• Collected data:
==============================

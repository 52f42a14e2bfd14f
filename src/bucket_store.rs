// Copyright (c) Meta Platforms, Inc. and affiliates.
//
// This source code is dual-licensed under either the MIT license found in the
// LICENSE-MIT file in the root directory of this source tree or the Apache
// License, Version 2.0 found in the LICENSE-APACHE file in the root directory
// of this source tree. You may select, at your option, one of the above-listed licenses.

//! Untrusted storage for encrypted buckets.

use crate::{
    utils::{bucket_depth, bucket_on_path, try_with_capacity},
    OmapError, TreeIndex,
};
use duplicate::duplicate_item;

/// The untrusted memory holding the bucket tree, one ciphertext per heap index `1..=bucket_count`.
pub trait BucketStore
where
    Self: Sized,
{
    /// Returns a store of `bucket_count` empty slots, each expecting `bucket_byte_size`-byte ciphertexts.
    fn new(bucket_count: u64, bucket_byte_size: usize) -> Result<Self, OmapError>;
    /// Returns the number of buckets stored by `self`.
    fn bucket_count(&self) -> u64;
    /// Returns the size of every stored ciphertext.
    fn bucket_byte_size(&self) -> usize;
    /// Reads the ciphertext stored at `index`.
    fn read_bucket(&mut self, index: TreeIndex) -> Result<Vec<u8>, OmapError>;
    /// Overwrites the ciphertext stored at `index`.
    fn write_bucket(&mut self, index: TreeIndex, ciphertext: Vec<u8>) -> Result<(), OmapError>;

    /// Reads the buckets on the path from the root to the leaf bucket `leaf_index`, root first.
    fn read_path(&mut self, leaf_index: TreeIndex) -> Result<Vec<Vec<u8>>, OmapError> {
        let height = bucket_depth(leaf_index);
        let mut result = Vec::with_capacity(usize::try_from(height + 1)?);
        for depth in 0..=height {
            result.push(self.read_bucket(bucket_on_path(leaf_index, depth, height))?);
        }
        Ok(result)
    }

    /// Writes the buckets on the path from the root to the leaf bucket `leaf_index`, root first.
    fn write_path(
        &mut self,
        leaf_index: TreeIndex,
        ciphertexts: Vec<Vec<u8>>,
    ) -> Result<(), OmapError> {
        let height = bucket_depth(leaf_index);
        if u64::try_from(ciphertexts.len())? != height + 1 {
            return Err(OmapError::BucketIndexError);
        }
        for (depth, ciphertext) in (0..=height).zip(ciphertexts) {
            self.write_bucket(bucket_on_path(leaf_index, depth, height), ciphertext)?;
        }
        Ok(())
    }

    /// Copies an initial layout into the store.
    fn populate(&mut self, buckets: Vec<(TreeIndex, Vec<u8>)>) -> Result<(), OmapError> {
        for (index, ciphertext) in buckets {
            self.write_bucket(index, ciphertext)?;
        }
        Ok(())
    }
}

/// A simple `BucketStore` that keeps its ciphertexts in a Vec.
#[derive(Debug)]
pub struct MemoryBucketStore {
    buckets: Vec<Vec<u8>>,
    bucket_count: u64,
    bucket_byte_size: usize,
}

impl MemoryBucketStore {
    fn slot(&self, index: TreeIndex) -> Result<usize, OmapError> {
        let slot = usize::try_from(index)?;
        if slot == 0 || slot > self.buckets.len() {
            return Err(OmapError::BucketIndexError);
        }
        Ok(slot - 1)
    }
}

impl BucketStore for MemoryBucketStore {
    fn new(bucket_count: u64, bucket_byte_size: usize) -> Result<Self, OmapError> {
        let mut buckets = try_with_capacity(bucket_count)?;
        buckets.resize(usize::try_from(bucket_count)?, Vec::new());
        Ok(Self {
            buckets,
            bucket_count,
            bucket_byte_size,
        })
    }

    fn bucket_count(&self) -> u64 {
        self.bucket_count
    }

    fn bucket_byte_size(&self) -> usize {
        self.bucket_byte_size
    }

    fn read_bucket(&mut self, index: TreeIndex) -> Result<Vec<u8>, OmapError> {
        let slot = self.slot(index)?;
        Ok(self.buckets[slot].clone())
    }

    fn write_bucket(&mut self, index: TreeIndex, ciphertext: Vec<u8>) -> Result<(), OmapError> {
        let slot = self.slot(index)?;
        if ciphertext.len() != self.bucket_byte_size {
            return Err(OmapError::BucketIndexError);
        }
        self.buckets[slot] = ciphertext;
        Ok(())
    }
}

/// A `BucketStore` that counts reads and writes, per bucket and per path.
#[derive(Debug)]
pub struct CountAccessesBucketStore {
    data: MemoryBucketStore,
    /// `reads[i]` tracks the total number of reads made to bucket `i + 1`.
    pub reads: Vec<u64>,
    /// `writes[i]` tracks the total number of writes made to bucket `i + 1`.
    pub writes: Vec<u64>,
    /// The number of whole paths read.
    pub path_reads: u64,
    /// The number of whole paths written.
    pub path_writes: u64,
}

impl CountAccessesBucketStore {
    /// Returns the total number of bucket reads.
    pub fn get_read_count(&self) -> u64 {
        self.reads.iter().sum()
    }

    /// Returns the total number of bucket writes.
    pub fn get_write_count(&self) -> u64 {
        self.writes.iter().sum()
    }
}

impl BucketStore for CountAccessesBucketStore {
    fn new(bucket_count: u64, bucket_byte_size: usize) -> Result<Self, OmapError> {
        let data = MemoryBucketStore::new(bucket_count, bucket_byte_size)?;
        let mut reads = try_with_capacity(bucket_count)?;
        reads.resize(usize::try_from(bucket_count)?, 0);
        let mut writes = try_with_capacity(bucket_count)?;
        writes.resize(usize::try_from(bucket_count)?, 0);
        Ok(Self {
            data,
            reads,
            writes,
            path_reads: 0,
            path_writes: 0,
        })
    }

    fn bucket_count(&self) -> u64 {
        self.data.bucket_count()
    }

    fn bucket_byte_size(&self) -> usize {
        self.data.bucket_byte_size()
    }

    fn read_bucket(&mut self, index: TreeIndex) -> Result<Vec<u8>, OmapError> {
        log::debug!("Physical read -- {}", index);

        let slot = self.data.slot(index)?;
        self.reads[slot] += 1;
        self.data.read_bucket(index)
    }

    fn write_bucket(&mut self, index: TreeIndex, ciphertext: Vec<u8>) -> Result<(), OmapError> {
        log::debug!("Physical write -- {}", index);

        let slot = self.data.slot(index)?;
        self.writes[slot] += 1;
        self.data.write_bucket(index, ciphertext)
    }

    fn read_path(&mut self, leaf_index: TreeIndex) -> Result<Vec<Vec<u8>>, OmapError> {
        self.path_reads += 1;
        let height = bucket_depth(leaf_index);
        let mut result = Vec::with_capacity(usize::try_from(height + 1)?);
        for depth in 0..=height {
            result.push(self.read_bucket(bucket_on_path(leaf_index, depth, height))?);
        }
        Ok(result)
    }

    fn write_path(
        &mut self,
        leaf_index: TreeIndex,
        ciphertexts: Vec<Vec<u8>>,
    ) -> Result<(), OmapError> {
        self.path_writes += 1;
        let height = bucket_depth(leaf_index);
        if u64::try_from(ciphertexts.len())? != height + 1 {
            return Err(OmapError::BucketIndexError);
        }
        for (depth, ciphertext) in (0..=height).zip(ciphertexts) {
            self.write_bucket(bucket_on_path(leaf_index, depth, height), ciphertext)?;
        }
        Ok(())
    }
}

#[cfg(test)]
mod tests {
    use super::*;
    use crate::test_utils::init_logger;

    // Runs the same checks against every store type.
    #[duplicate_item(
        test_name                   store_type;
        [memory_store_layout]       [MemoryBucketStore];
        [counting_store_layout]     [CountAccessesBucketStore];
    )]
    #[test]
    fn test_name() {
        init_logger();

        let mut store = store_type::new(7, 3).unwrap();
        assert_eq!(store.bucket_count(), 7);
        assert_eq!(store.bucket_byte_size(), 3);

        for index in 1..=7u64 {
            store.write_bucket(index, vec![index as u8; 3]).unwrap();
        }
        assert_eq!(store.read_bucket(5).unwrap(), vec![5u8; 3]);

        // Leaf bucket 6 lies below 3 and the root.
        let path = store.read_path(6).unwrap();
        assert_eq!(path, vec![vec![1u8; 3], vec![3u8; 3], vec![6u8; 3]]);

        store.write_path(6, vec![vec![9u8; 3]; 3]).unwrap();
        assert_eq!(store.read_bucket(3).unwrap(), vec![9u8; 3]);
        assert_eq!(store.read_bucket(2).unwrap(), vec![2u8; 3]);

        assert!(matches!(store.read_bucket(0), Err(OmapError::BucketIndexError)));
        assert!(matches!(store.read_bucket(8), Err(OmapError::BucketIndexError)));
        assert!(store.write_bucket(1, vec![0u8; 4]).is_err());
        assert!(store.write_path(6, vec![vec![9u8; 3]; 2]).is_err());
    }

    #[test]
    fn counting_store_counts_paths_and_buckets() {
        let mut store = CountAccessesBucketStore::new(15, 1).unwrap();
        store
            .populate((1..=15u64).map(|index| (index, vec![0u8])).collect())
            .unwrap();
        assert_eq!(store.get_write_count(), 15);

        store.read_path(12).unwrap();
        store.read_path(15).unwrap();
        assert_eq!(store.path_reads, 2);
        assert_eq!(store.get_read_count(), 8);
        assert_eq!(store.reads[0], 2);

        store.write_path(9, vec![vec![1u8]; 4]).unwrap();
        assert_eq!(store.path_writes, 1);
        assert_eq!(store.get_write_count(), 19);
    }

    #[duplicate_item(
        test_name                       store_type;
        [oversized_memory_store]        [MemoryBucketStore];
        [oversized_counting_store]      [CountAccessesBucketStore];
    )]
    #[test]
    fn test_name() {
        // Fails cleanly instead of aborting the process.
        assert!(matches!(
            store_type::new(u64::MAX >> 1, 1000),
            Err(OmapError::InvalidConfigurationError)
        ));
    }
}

==============================

• WORK ITEM:
In the entries above, identify each line that includes the string "struct", then copy it.

• OUTPUT OF THE EXERCISE:
pub struct MemoryBucketStore {
pub struct CountAccessesBucketStore {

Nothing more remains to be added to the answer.